AVAILABLE DATA section start

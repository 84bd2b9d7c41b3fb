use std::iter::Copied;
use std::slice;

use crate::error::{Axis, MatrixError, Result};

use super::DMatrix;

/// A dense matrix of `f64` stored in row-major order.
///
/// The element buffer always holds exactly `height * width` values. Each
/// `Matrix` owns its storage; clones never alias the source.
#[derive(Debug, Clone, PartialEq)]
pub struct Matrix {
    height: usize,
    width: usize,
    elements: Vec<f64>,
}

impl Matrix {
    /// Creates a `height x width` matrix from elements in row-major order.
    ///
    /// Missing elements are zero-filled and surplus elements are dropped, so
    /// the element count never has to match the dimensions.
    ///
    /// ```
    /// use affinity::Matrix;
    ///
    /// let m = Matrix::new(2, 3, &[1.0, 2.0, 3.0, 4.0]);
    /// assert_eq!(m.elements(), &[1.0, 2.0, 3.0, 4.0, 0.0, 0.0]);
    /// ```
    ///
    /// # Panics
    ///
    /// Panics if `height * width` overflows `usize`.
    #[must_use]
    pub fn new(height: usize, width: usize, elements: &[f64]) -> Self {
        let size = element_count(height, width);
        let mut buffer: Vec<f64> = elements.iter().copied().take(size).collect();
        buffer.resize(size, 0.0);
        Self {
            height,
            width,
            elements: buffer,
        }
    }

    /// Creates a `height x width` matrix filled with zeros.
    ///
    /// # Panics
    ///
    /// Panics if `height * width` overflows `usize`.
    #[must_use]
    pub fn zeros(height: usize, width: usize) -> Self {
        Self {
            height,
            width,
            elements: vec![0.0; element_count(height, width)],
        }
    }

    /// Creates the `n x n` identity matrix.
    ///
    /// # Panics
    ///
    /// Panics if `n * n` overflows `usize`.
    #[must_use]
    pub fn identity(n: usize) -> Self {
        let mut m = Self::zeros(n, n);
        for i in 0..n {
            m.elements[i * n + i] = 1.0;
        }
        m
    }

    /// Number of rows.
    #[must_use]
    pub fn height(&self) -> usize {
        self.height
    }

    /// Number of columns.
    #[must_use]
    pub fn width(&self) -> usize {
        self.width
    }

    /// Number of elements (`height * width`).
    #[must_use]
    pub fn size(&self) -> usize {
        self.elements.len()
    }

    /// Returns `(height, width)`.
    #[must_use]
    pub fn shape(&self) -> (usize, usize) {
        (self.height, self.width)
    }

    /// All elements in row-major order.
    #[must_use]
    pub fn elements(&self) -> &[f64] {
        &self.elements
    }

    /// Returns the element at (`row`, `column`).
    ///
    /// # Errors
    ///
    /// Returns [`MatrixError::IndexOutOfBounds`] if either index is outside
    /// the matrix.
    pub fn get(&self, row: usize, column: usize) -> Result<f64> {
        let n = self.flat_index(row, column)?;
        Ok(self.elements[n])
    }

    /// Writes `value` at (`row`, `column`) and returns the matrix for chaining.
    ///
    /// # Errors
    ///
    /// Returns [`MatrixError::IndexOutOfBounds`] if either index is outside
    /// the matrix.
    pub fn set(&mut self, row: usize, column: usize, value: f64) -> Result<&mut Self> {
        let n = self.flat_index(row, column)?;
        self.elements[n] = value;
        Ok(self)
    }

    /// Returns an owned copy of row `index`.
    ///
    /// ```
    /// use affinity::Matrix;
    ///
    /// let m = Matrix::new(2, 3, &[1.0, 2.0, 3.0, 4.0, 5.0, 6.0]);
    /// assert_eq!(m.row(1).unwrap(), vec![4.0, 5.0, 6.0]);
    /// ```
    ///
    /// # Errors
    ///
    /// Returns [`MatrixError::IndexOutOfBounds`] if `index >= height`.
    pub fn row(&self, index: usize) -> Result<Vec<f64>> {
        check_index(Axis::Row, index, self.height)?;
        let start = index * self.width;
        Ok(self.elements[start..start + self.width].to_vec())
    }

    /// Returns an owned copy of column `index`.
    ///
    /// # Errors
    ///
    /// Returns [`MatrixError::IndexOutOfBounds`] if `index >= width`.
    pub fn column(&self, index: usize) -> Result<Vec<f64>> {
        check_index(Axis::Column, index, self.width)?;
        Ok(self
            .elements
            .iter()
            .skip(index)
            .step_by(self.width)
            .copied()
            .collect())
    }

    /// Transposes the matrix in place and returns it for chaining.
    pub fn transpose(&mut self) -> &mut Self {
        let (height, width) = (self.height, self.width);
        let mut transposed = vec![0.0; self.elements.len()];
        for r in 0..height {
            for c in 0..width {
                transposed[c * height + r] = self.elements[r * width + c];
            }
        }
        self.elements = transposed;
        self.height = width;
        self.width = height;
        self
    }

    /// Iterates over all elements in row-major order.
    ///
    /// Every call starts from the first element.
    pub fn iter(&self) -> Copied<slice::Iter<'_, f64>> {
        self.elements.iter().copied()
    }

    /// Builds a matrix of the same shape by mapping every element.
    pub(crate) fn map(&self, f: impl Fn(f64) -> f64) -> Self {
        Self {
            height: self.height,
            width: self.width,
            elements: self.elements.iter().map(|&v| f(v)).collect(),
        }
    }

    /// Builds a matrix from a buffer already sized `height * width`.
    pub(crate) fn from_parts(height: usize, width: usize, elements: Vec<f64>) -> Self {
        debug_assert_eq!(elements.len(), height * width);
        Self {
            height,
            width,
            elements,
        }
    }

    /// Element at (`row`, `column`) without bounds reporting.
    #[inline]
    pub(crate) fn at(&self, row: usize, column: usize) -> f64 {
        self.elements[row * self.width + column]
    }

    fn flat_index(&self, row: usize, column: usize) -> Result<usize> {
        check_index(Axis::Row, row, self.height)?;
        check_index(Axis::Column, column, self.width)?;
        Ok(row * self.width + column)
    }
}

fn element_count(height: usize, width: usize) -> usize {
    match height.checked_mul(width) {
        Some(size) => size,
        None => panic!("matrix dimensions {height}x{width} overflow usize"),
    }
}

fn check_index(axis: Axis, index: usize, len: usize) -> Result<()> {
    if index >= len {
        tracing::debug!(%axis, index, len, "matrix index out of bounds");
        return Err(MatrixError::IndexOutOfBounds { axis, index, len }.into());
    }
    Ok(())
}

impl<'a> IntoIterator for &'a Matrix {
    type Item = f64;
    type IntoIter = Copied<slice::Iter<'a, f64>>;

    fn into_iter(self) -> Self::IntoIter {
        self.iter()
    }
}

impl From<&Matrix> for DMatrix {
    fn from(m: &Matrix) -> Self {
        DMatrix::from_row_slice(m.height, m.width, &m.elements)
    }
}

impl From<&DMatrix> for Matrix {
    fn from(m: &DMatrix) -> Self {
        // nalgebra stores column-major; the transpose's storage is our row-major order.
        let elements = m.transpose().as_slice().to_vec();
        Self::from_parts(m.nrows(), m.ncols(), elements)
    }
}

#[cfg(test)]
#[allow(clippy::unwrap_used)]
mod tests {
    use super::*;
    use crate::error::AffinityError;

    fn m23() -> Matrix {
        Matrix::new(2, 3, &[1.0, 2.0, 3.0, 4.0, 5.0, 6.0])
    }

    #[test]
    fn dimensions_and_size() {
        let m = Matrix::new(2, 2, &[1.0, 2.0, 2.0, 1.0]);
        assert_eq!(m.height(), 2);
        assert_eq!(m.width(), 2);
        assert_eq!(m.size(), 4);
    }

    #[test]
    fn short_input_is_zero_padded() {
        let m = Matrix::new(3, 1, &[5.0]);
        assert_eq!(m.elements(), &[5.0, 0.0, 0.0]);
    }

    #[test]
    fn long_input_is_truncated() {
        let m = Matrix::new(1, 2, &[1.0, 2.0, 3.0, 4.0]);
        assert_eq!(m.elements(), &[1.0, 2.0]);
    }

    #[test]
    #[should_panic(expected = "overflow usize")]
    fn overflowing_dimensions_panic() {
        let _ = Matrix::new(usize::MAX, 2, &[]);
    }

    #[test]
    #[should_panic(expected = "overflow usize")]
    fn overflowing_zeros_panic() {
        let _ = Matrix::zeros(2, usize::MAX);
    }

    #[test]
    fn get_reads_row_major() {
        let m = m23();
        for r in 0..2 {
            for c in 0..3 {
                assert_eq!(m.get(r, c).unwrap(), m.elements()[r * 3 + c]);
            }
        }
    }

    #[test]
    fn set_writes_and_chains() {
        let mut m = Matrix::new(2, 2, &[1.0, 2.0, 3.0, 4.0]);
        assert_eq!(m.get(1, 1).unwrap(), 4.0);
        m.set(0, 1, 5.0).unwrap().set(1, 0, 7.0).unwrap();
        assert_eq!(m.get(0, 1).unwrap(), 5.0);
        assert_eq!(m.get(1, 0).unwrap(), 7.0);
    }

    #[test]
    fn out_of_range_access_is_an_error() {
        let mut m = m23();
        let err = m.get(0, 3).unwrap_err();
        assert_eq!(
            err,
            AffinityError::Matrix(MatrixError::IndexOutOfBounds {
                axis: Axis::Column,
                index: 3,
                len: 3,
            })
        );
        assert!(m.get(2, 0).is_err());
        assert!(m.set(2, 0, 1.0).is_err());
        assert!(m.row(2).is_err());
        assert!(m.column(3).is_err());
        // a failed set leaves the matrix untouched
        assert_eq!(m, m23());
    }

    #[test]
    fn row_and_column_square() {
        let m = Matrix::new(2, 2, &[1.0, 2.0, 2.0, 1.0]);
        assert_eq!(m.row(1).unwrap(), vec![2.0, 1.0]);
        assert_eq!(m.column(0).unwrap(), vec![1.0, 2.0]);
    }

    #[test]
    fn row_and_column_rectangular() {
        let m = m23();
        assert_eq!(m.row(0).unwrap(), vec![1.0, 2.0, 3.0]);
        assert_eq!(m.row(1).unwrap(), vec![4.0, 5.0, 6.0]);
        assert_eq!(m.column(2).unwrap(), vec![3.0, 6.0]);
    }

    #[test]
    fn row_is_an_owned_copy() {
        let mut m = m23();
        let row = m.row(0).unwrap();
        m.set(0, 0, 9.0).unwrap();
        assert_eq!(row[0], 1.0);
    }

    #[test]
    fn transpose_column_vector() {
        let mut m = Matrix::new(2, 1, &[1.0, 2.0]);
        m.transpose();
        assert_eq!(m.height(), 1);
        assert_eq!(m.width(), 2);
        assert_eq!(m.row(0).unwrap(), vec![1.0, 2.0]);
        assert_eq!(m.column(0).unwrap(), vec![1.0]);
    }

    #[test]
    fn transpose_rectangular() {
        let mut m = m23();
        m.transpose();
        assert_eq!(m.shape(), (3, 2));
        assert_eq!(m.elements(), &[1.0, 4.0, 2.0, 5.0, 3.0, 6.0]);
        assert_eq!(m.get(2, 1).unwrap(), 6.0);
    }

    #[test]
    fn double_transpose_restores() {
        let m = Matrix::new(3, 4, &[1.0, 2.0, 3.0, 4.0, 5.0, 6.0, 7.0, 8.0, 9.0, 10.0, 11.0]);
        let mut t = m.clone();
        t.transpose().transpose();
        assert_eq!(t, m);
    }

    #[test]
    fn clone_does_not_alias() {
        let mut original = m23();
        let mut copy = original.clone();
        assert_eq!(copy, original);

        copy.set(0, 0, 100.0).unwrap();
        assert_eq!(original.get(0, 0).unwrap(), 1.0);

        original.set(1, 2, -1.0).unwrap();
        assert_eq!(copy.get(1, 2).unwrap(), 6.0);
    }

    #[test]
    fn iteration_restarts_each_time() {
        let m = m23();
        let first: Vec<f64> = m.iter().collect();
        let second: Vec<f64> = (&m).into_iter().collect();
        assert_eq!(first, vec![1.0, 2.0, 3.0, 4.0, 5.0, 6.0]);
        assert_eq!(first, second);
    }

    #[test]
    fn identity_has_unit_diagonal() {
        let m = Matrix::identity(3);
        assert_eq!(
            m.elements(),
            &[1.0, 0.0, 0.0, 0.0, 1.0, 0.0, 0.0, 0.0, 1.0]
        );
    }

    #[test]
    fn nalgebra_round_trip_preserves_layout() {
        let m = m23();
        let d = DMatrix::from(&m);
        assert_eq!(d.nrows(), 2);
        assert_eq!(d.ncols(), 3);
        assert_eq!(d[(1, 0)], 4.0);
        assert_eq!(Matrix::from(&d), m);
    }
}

AVAILABLE DATA section end
AVAILABLE DATA section start

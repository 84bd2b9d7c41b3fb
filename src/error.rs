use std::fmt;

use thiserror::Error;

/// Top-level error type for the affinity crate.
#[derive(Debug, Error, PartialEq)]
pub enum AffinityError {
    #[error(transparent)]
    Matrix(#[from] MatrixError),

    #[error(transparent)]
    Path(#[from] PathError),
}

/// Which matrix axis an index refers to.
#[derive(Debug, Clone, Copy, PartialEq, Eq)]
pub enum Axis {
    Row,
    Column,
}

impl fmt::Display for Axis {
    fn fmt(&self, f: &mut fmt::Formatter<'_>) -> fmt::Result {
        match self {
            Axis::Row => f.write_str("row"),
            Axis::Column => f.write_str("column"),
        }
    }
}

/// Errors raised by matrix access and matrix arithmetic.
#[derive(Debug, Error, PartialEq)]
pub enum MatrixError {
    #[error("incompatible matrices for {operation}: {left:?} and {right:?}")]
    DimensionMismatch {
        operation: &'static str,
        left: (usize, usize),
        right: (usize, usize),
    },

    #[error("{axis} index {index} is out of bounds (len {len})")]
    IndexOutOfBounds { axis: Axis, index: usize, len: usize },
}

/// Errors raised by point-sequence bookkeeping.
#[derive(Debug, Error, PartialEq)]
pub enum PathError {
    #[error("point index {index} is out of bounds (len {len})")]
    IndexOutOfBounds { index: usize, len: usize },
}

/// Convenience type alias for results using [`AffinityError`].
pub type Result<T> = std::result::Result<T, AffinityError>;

AVAILABLE DATA section end

● WHAT YOU HAVE TO DO: Gather, from the listing above, every line carrying the word "AffinityError".

● ANSWER BELOW:
    use crate::error::AffinityError;
            AffinityError::Matrix(MatrixError::IndexOutOfBounds {
pub enum AffinityError {
/// Convenience type alias for results using [`AffinityError`].
pub type Result<T> = std::result::Result<T, AffinityError>;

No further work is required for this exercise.